Add to that the right sizing of the 99% of the routes operated by widebody in Africa, Embraer thinks they have the right aircraft to serve the continent.
Embraer largely launches its E-Jets, which are the crown jewel of the airline in passenger aviation. In particular, Embraer sees opportunities for its E2 series of E-Jets, which is the manufacturer’s next-generation regional jet offering.
Considering the development of the airline market in the United States, E-Jets have played a phenomenal role in helping many small communities stay connected. Airlines that couldn’t fill the bigger Airbus A320s or Boeing 737s on regional routes turned to E-Jets to add new points to their network.
Embraer will have to wait for this to materialize
While there is a compelling case for Embraer’s optimism in the African market, the automaker also has to grapple with the fact that airlines are currently in a difficult position.
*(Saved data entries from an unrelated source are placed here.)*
//! Teacher model

use serde::{Deserialize, Serialize};
use chrono::{DateTime, Utc};
use sqlx::FromRow;

use super::student::Student;

#[derive(Debug, Clone, PartialEq, Eq, Serialize, Deserialize, FromRow)]
pub struct Teacher {
    pub id: i64,
    pub email: String,
    pub created_at: DateTime<Utc>,
    pub updated_at: DateTime<Utc>,
}

/// A teacher loaded together with its registered students
#[derive(Debug, Clone, PartialEq, Eq, Serialize, Deserialize)]
pub struct TeacherWithStudents {
    pub teacher: Teacher,
    pub students: Vec<Student>,
}

impl TeacherWithStudents {
    pub fn student_ids(&self) -> impl Iterator<Item = i64> + '_ {
        self.students.iter().map(|s| s.id)
    }

    pub fn student_emails(&self) -> impl Iterator<Item = &str> + '_ {
        self.students.iter().map(|s| s.email.as_str())
    }
}

/// Which of a teacher's students to load alongside the teacher
#[derive(Debug, Clone, Copy, PartialEq, Eq)]
pub enum StudentFilter {
    All,
    Active,
}

impl StudentFilter {
    pub fn admits(&self, student: &Student) -> bool {
        match self {
            StudentFilter::All => true,
            StudentFilter::Active => !student.suspended,
        }
    }
}
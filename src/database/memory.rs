//! In-memory `SchoolStore`
//!
//! Keeps teachers, students and registrations in process memory and records
//! every store call, so tests can observe side effects (such as students
//! created while resolving notification recipients) and inject failures.

use std::collections::{BTreeMap, BTreeSet, HashSet};
use std::sync::Arc;
use async_trait::async_trait;
use chrono::Utc;
use tokio::sync::Mutex;
use crate::database::SchoolStore;
use crate::models::student::{CreateStudentRequest, Student, UpdateStudentRequest};
use crate::models::teacher::{StudentFilter, Teacher, TeacherWithStudents};
use crate::utils::errors::{RosterError, Result};

/// Store operations, as recorded in the call log
#[derive(Debug, Clone, Copy, PartialEq, Eq, Hash)]
pub enum StoreOperation {
    FindTeacherByEmail,
    CreateTeacher,
    UpdateTeacherStudents,
    FindStudentByEmail,
    CreateStudent,
    FindStudentsByEmails,
    CreateStudentsBulk,
    UpdateStudent,
    FindTeachersByEmails,
}

#[derive(Debug, Default)]
struct State {
    next_id: i64,
    teachers: BTreeMap<String, Teacher>,
    students: BTreeMap<String, Student>,
    /// (teacher_id, student_id)
    registrations: BTreeSet<(i64, i64)>,
    calls: Vec<StoreOperation>,
    failing: HashSet<StoreOperation>,
}

impl State {
    fn enter(&mut self, operation: StoreOperation) -> Result<()> {
        self.calls.push(operation);
        if self.failing.contains(&operation) {
            return Err(RosterError::Database(sqlx::Error::PoolTimedOut));
        }
        Ok(())
    }

    fn next_id(&mut self) -> i64 {
        self.next_id += 1;
        self.next_id
    }

    fn new_student(&mut self, email: &str, suspended: bool) -> Student {
        let now = Utc::now();
        let student = Student {
            id: self.next_id(),
            email: email.to_string(),
            suspended,
            created_at: now,
            updated_at: now,
        };
        self.students.insert(email.to_string(), student.clone());
        student
    }

    fn new_teacher(&mut self, email: &str) -> Teacher {
        let now = Utc::now();
        let teacher = Teacher {
            id: self.next_id(),
            email: email.to_string(),
            created_at: now,
            updated_at: now,
        };
        self.teachers.insert(email.to_string(), teacher.clone());
        teacher
    }

    fn with_students(&self, teacher: &Teacher, filter: StudentFilter) -> TeacherWithStudents {
        let students = self
            .students
            .values()
            .filter(|s| self.registrations.contains(&(teacher.id, s.id)) && filter.admits(s))
            .cloned()
            .collect();

        TeacherWithStudents {
            teacher: teacher.clone(),
            students,
        }
    }
}

#[derive(Debug, Clone, Default)]
pub struct InMemoryStore {
    state: Arc<Mutex<State>>,
}

impl InMemoryStore {
    pub fn new() -> Self {
        Self::default()
    }

    /// Make every later call of `operation` fail with a database error
    pub async fn fail_on(&self, operation: StoreOperation) {
        self.state.lock().await.failing.insert(operation);
    }

    /// Every store call made so far, in order
    pub async fn calls(&self) -> Vec<StoreOperation> {
        self.state.lock().await.calls.clone()
    }

    pub async fn call_count(&self, operation: StoreOperation) -> usize {
        self.state.lock().await.calls.iter().filter(|c| **c == operation).count()
    }

    pub async fn student(&self, email: &str) -> Option<Student> {
        self.state.lock().await.students.get(email).cloned()
    }

    pub async fn teacher(&self, email: &str) -> Option<Teacher> {
        self.state.lock().await.teachers.get(email).cloned()
    }

    pub async fn student_count(&self) -> usize {
        self.state.lock().await.students.len()
    }

    /// Emails of all students registered to the teacher, suspended or not
    pub async fn registered_emails(&self, teacher_email: &str) -> Vec<String> {
        let state = self.state.lock().await;
        match state.teachers.get(teacher_email) {
            Some(teacher) => state
                .with_students(teacher, StudentFilter::All)
                .students
                .into_iter()
                .map(|s| s.email)
                .collect(),
            None => Vec::new(),
        }
    }

    /// Seed a teacher with registered students, bypassing the call log
    pub async fn seed_registrations(&self, teacher_email: &str, student_emails: &[&str]) {
        let mut state = self.state.lock().await;
        let existing = state.teachers.get(teacher_email).cloned();
        let teacher = match existing {
            Some(teacher) => teacher,
            None => state.new_teacher(teacher_email),
        };
        for email in student_emails {
            let existing = state.students.get(*email).cloned();
            let student = match existing {
                Some(student) => student,
                None => state.new_student(email, false),
            };
            state.registrations.insert((teacher.id, student.id));
        }
    }

    /// Seed a student in the given suspension state, bypassing the call log
    pub async fn seed_student(&self, email: &str, suspended: bool) {
        let mut state = self.state.lock().await;
        if !state.students.contains_key(email) {
            state.new_student(email, suspended);
        } else if let Some(student) = state.students.get_mut(email) {
            student.suspended = suspended;
        }
    }
}

#[async_trait]
impl SchoolStore for InMemoryStore {
    async fn find_teacher_by_email(&self, email: &str, filter: StudentFilter) -> Result<Option<TeacherWithStudents>> {
        let mut state = self.state.lock().await;
        state.enter(StoreOperation::FindTeacherByEmail)?;
        Ok(state.teachers.get(email).map(|t| state.with_students(t, filter)))
    }

    async fn create_teacher(&self, email: &str) -> Result<Teacher> {
        let mut state = self.state.lock().await;
        state.enter(StoreOperation::CreateTeacher)?;
        if state.teachers.contains_key(email) {
            return Err(RosterError::Conflict(format!("teacher {} already exists", email)));
        }
        Ok(state.new_teacher(email))
    }

    async fn update_teacher_students(&self, teacher_id: i64, student_ids: &[i64]) -> Result<u64> {
        let mut state = self.state.lock().await;
        state.enter(StoreOperation::UpdateTeacherStudents)?;
        if !state.teachers.values().any(|t| t.id == teacher_id) {
            return Err(RosterError::Database(sqlx::Error::RowNotFound));
        }
        let known: HashSet<i64> = state.students.values().map(|s| s.id).collect();
        if let Some(missing) = student_ids.iter().find(|id| !known.contains(*id)) {
            return Err(RosterError::InvalidInput(format!("unknown student id {}", missing)));
        }

        let added = student_ids
            .iter()
            .filter(|id| state.registrations.insert((teacher_id, **id)))
            .count();
        Ok(added as u64)
    }

    async fn find_student_by_email(&self, email: &str) -> Result<Option<Student>> {
        let mut state = self.state.lock().await;
        state.enter(StoreOperation::FindStudentByEmail)?;
        Ok(state.students.get(email).cloned())
    }

    async fn create_student(&self, email: &str) -> Result<Student> {
        let mut state = self.state.lock().await;
        state.enter(StoreOperation::CreateStudent)?;
        if state.students.contains_key(email) {
            return Err(RosterError::Conflict(format!("student {} already exists", email)));
        }
        Ok(state.new_student(email, false))
    }

    async fn find_students_by_emails(&self, emails: &[String], suspended: Option<bool>) -> Result<Vec<Student>> {
        let mut state = self.state.lock().await;
        state.enter(StoreOperation::FindStudentsByEmails)?;
        let wanted: HashSet<&str> = emails.iter().map(String::as_str).collect();
        Ok(state
            .students
            .values()
            .filter(|s| wanted.contains(s.email.as_str()))
            .filter(|s| suspended.map_or(true, |flag| s.suspended == flag))
            .cloned()
            .collect())
    }

    async fn create_students_bulk(&self, records: &[CreateStudentRequest], skip_existing: bool) -> Result<u64> {
        let mut state = self.state.lock().await;
        state.enter(StoreOperation::CreateStudentsBulk)?;
        if !skip_existing {
            if let Some(existing) = records.iter().find(|r| state.students.contains_key(&r.email)) {
                return Err(RosterError::Conflict(format!("student {} already exists", existing.email)));
            }
        }

        let mut created = 0;
        for record in records {
            if !state.students.contains_key(&record.email) {
                state.new_student(&record.email, record.suspended);
                created += 1;
            }
        }
        Ok(created)
    }

    async fn update_student(&self, email: &str, request: UpdateStudentRequest) -> Result<Student> {
        let mut state = self.state.lock().await;
        state.enter(StoreOperation::UpdateStudent)?;
        let student = state
            .students
            .get_mut(email)
            .ok_or(RosterError::Database(sqlx::Error::RowNotFound))?;
        if let Some(suspended) = request.suspended {
            student.suspended = suspended;
        }
        student.updated_at = Utc::now();
        Ok(student.clone())
    }

    async fn find_teachers_by_emails(&self, emails: &[String], filter: StudentFilter) -> Result<Vec<TeacherWithStudents>> {
        let mut state = self.state.lock().await;
        state.enter(StoreOperation::FindTeachersByEmails)?;
        let wanted: HashSet<&str> = emails.iter().map(String::as_str).collect();
        Ok(state
            .teachers
            .values()
            .filter(|t| wanted.contains(t.email.as_str()))
            .map(|t| state.with_students(t, filter))
            .collect())
    }
}
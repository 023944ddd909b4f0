//! Services module
//!
//! This module contains business logic services

pub mod mentions;
pub mod teacher;

// Re-export commonly used services
pub use mentions::extract_mentions;
pub use teacher::TeacherService;

use std::sync::Arc;
use crate::database::{DatabaseService, SchoolStore};

/// Service factory for creating and managing all services
#[derive(Clone)]
pub struct ServiceFactory {
    pub teacher_service: TeacherService,
    database: Option<DatabaseService>,
}

impl ServiceFactory {
    /// Create a new ServiceFactory backed by PostgreSQL
    pub fn new(database: DatabaseService) -> Self {
        let store: Arc<dyn SchoolStore> = Arc::new(database.clone());
        Self {
            teacher_service: TeacherService::new(store),
            database: Some(database),
        }
    }

    /// Create a ServiceFactory over any store, e.g. an in-memory one
    pub fn with_store(store: Arc<dyn SchoolStore>) -> Self {
        Self {
            teacher_service: TeacherService::new(store),
            database: None,
        }
    }

    /// Health check for all services
    pub async fn health_check(&self) -> ServiceHealthStatus {
        let (database_healthy, database_latency_ms) = match &self.database {
            Some(database) => match database.health_check().await {
                Ok(latency) => (true, Some(latency.as_millis() as u64)),
                Err(_) => (false, None),
            },
            None => (true, None),
        };

        ServiceHealthStatus {
            database_healthy,
            database_latency_ms,
            persistent: self.database.is_some(),
            teacher_service_ready: true, // Always ready if constructed
        }
    }
}

/// Health status for all services
#[derive(Debug, Clone, serde::Serialize)]
pub struct ServiceHealthStatus {
    pub database_healthy: bool,
    pub database_latency_ms: Option<u64>,
    pub persistent: bool,
    pub teacher_service_ready: bool,
}

impl ServiceHealthStatus {
    /// Check if all critical services are healthy
    pub fn is_healthy(&self) -> bool {
        self.database_healthy && self.teacher_service_ready
    }

    /// Get list of unhealthy services
    pub fn get_issues(&self) -> Vec<String> {
        let mut issues = Vec::new();

        if !self.database_healthy {
            issues.push("Database connection failed".to_string());
        }
        if !self.teacher_service_ready {
            issues.push("Teacher service not ready".to_string());
        }

        issues
    }
}
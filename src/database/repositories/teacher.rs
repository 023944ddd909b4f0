//! Teacher repository implementation

use std::collections::HashMap;
use std::time::Instant;
use sqlx::{FromRow, PgPool};
use chrono::Utc;
use crate::models::student::Student;
use crate::models::teacher::{StudentFilter, Teacher, TeacherWithStudents};
use crate::utils::errors::RosterError;
use crate::utils::logging::log_database_operation;

/// A student row joined with the teacher it is registered to
#[derive(Debug, FromRow)]
struct RegistrationRow {
    teacher_id: i64,
    #[sqlx(flatten)]
    student: Student,
}

#[derive(Clone, Debug)]
pub struct TeacherRepository {
    pool: PgPool,
}

impl TeacherRepository {
    pub fn new(pool: PgPool) -> Self {
        Self { pool }
    }

    /// Create a new teacher
    pub async fn create(&self, email: &str) -> Result<Teacher, RosterError> {
        let teacher = sqlx::query_as::<_, Teacher>(
            r#"
            INSERT INTO teachers (email, created_at, updated_at)
            VALUES ($1, $2, $3)
            RETURNING id, email, created_at, updated_at
            "#
        )
        .bind(email)
        .bind(Utc::now())
        .bind(Utc::now())
        .fetch_one(&self.pool)
        .await?;

        Ok(teacher)
    }

    /// Find teacher by email
    pub async fn find_by_email(&self, email: &str) -> Result<Option<Teacher>, RosterError> {
        let teacher = sqlx::query_as::<_, Teacher>(
            "SELECT id, email, created_at, updated_at FROM teachers WHERE email = $1"
        )
        .bind(email)
        .fetch_optional(&self.pool)
        .await?;

        Ok(teacher)
    }

    /// Find all teachers whose email is in the given list
    pub async fn find_by_emails(&self, emails: &[String]) -> Result<Vec<Teacher>, RosterError> {
        let teachers = sqlx::query_as::<_, Teacher>(
            "SELECT id, email, created_at, updated_at FROM teachers WHERE email = ANY($1) ORDER BY email"
        )
        .bind(emails)
        .fetch_all(&self.pool)
        .await?;

        Ok(teachers)
    }

    /// Find teacher by email together with its registered students
    pub async fn find_with_students(&self, email: &str, filter: StudentFilter) -> Result<Option<TeacherWithStudents>, RosterError> {
        let Some(teacher) = self.find_by_email(email).await? else {
            return Ok(None);
        };

        let students = self
            .registered_students(&[teacher.id], filter)
            .await?
            .into_iter()
            .map(|row| row.student)
            .collect();

        Ok(Some(TeacherWithStudents { teacher, students }))
    }

    /// Find teachers by email together with their registered students
    pub async fn find_many_with_students(&self, emails: &[String], filter: StudentFilter) -> Result<Vec<TeacherWithStudents>, RosterError> {
        let teachers = self.find_by_emails(emails).await?;
        if teachers.is_empty() {
            return Ok(Vec::new());
        }

        let ids: Vec<i64> = teachers.iter().map(|t| t.id).collect();
        let mut by_teacher: HashMap<i64, Vec<Student>> = HashMap::new();
        for row in self.registered_students(&ids, filter).await? {
            by_teacher.entry(row.teacher_id).or_default().push(row.student);
        }

        Ok(teachers
            .into_iter()
            .map(|teacher| {
                let students = by_teacher.remove(&teacher.id).unwrap_or_default();
                TeacherWithStudents { teacher, students }
            })
            .collect())
    }

    /// Register students to a teacher in one statement, skipping existing registrations
    pub async fn add_students(&self, teacher_id: i64, student_ids: &[i64]) -> Result<u64, RosterError> {
        let started = Instant::now();
        let result = sqlx::query(
            r#"
            INSERT INTO teacher_students (teacher_id, student_id, registered_at)
            SELECT $1, student_id, $3 FROM UNNEST($2::BIGINT[]) AS t(student_id)
            ON CONFLICT (teacher_id, student_id) DO NOTHING
            "#
        )
        .bind(teacher_id)
        .bind(student_ids)
        .bind(Utc::now())
        .execute(&self.pool)
        .await;

        log_database_operation("insert", "teacher_students", started.elapsed().as_millis() as u64, result.is_ok());
        Ok(result?.rows_affected())
    }

    /// Count total teachers
    pub async fn count(&self) -> Result<i64, RosterError> {
        let count: (i64,) = sqlx::query_as("SELECT COUNT(*) FROM teachers")
            .fetch_one(&self.pool)
            .await?;

        Ok(count.0)
    }

    async fn registered_students(&self, teacher_ids: &[i64], filter: StudentFilter) -> Result<Vec<RegistrationRow>, RosterError> {
        let rows = sqlx::query_as::<_, RegistrationRow>(
            r#"
            SELECT ts.teacher_id, s.id, s.email, s.suspended, s.created_at, s.updated_at
            FROM teacher_students ts
            JOIN students s ON s.id = ts.student_id
            WHERE ts.teacher_id = ANY($1) AND ($2 OR s.suspended = FALSE)
            ORDER BY s.email
            "#
        )
        .bind(teacher_ids)
        .bind(filter == StudentFilter::All)
        .fetch_all(&self.pool)
        .await?;

        Ok(rows)
    }
}
//! Teacher API handlers

use tracing::info;
use crate::models::{
    CommonStudentsQuery, CommonStudentsResponse, NotificationRecipientsResponse, NotificationRequest,
    RegisterRequest, SuspendRequest,
};
use crate::services::ServiceFactory;
use crate::utils::errors::Result;
use super::HandlerResponse;

/// Handle `POST /api/register`
pub async fn handle_register(services: &ServiceFactory, request: RegisterRequest) -> Result<HandlerResponse> {
    request.validate()?;
    let teacher = request.teacher.unwrap_or_default();
    let students = request.students.unwrap_or_default();

    info!(teacher = %teacher, students = students.len(), "Handling register request");
    services.teacher_service.register_students(&teacher, &students).await?;

    Ok(HandlerResponse::no_content())
}

/// Handle `GET /api/commonstudents`
pub async fn handle_common_students(services: &ServiceFactory, query: CommonStudentsQuery) -> Result<HandlerResponse> {
    query.validate()?;

    info!(teachers = query.teacher.len(), "Handling common students request");
    let students = services.teacher_service.get_common_students(&query.teacher).await?;

    HandlerResponse::ok(&CommonStudentsResponse { students })
}

/// Handle `POST /api/suspend`
pub async fn handle_suspend(services: &ServiceFactory, request: SuspendRequest) -> Result<HandlerResponse> {
    request.validate()?;
    let student = request.student.unwrap_or_default();

    info!(student = %student, "Handling suspend request");
    services.teacher_service.suspend_student(&student).await?;

    Ok(HandlerResponse::no_content())
}

/// Handle `POST /api/retrievefornotifications`
pub async fn handle_retrieve_for_notifications(services: &ServiceFactory, request: NotificationRequest) -> Result<HandlerResponse> {
    request.validate()?;
    let teacher = request.teacher.unwrap_or_default();
    let notification = request.notification.unwrap_or_default();

    info!(teacher = %teacher, "Handling notification recipients request");
    let recipients = services
        .teacher_service
        .get_notification_recipients(&teacher, &notification)
        .await?;

    HandlerResponse::ok(&NotificationRecipientsResponse { recipients })
}
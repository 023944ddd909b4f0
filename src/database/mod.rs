//! Database module
//!
//! This module handles database connections, the storage contract used by
//! the domain service, and its PostgreSQL and in-memory implementations.

pub mod connection;
pub mod memory;
pub mod repositories;
pub mod service;
pub mod store;

// Re-export commonly used database components
pub use connection::{DatabasePool, DatabaseConfig, create_pool, run_migrations, health_check};
pub use memory::{InMemoryStore, StoreOperation};
pub use repositories::{TeacherRepository, StudentRepository};
pub use service::DatabaseService;
pub use store::SchoolStore;
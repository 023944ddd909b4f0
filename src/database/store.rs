//! Storage contract consumed by the domain service
//!
//! The teacher service only ever talks to a `SchoolStore`, so the PostgreSQL
//! backed [`DatabaseService`](super::DatabaseService) can be swapped for the
//! [`InMemoryStore`](super::InMemoryStore) in tests.

use async_trait::async_trait;
use crate::models::student::{CreateStudentRequest, Student, UpdateStudentRequest};
use crate::models::teacher::{StudentFilter, Teacher, TeacherWithStudents};
use crate::utils::errors::Result;

#[async_trait]
pub trait SchoolStore: Send + Sync {
    /// Teacher with its registered students, or `None` when the email is unknown
    async fn find_teacher_by_email(&self, email: &str, filter: StudentFilter) -> Result<Option<TeacherWithStudents>>;

    async fn create_teacher(&self, email: &str) -> Result<Teacher>;

    /// Register students to a teacher in one atomic call; existing registrations are kept.
    /// Returns the number of registrations added.
    async fn update_teacher_students(&self, teacher_id: i64, student_ids: &[i64]) -> Result<u64>;

    async fn find_student_by_email(&self, email: &str) -> Result<Option<Student>>;

    /// Create an unsuspended student
    async fn create_student(&self, email: &str) -> Result<Student>;

    /// Students whose email is listed; `suspended` restricts to one state when set
    async fn find_students_by_emails(&self, emails: &[String], suspended: Option<bool>) -> Result<Vec<Student>>;

    /// Create students in one atomic call. Returns the number created.
    async fn create_students_bulk(&self, records: &[CreateStudentRequest], skip_existing: bool) -> Result<u64>;

    /// Fails with a row-not-found database error when the email is unknown
    async fn update_student(&self, email: &str, request: UpdateStudentRequest) -> Result<Student>;

    /// Teachers whose email is listed, each with its registered students
    async fn find_teachers_by_emails(&self, emails: &[String], filter: StudentFilter) -> Result<Vec<TeacherWithStudents>>;
}
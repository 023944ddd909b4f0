//! Database repositories module
//!
//! This module contains all repository implementations for data access

pub mod teacher;
pub mod student;

// Re-export repositories
pub use teacher::TeacherRepository;
pub use student::StudentRepository;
While some airlines in Africa have already ordered or operate E-Jets, most are still waiting for better financial luck. Many African carriers are in difficulty.
For example, if you look at Air Namibia, South African Airways, Kenya Airways and many more have closed their doors, started some form of restructuring or are engaged in a long-term restructuring plan to return to the profitability.
Without cash, airlines cannot go out and order E-Jets, even though these planes are the right ones for many markets. Nonetheless, once these airlines are back up and running (or new airlines arrive to fill the void), Embraer could start to see more orders from these companies start to come in.
Do you think there are a lot of opportunities for Embraer in Africa? Let us know in the comments!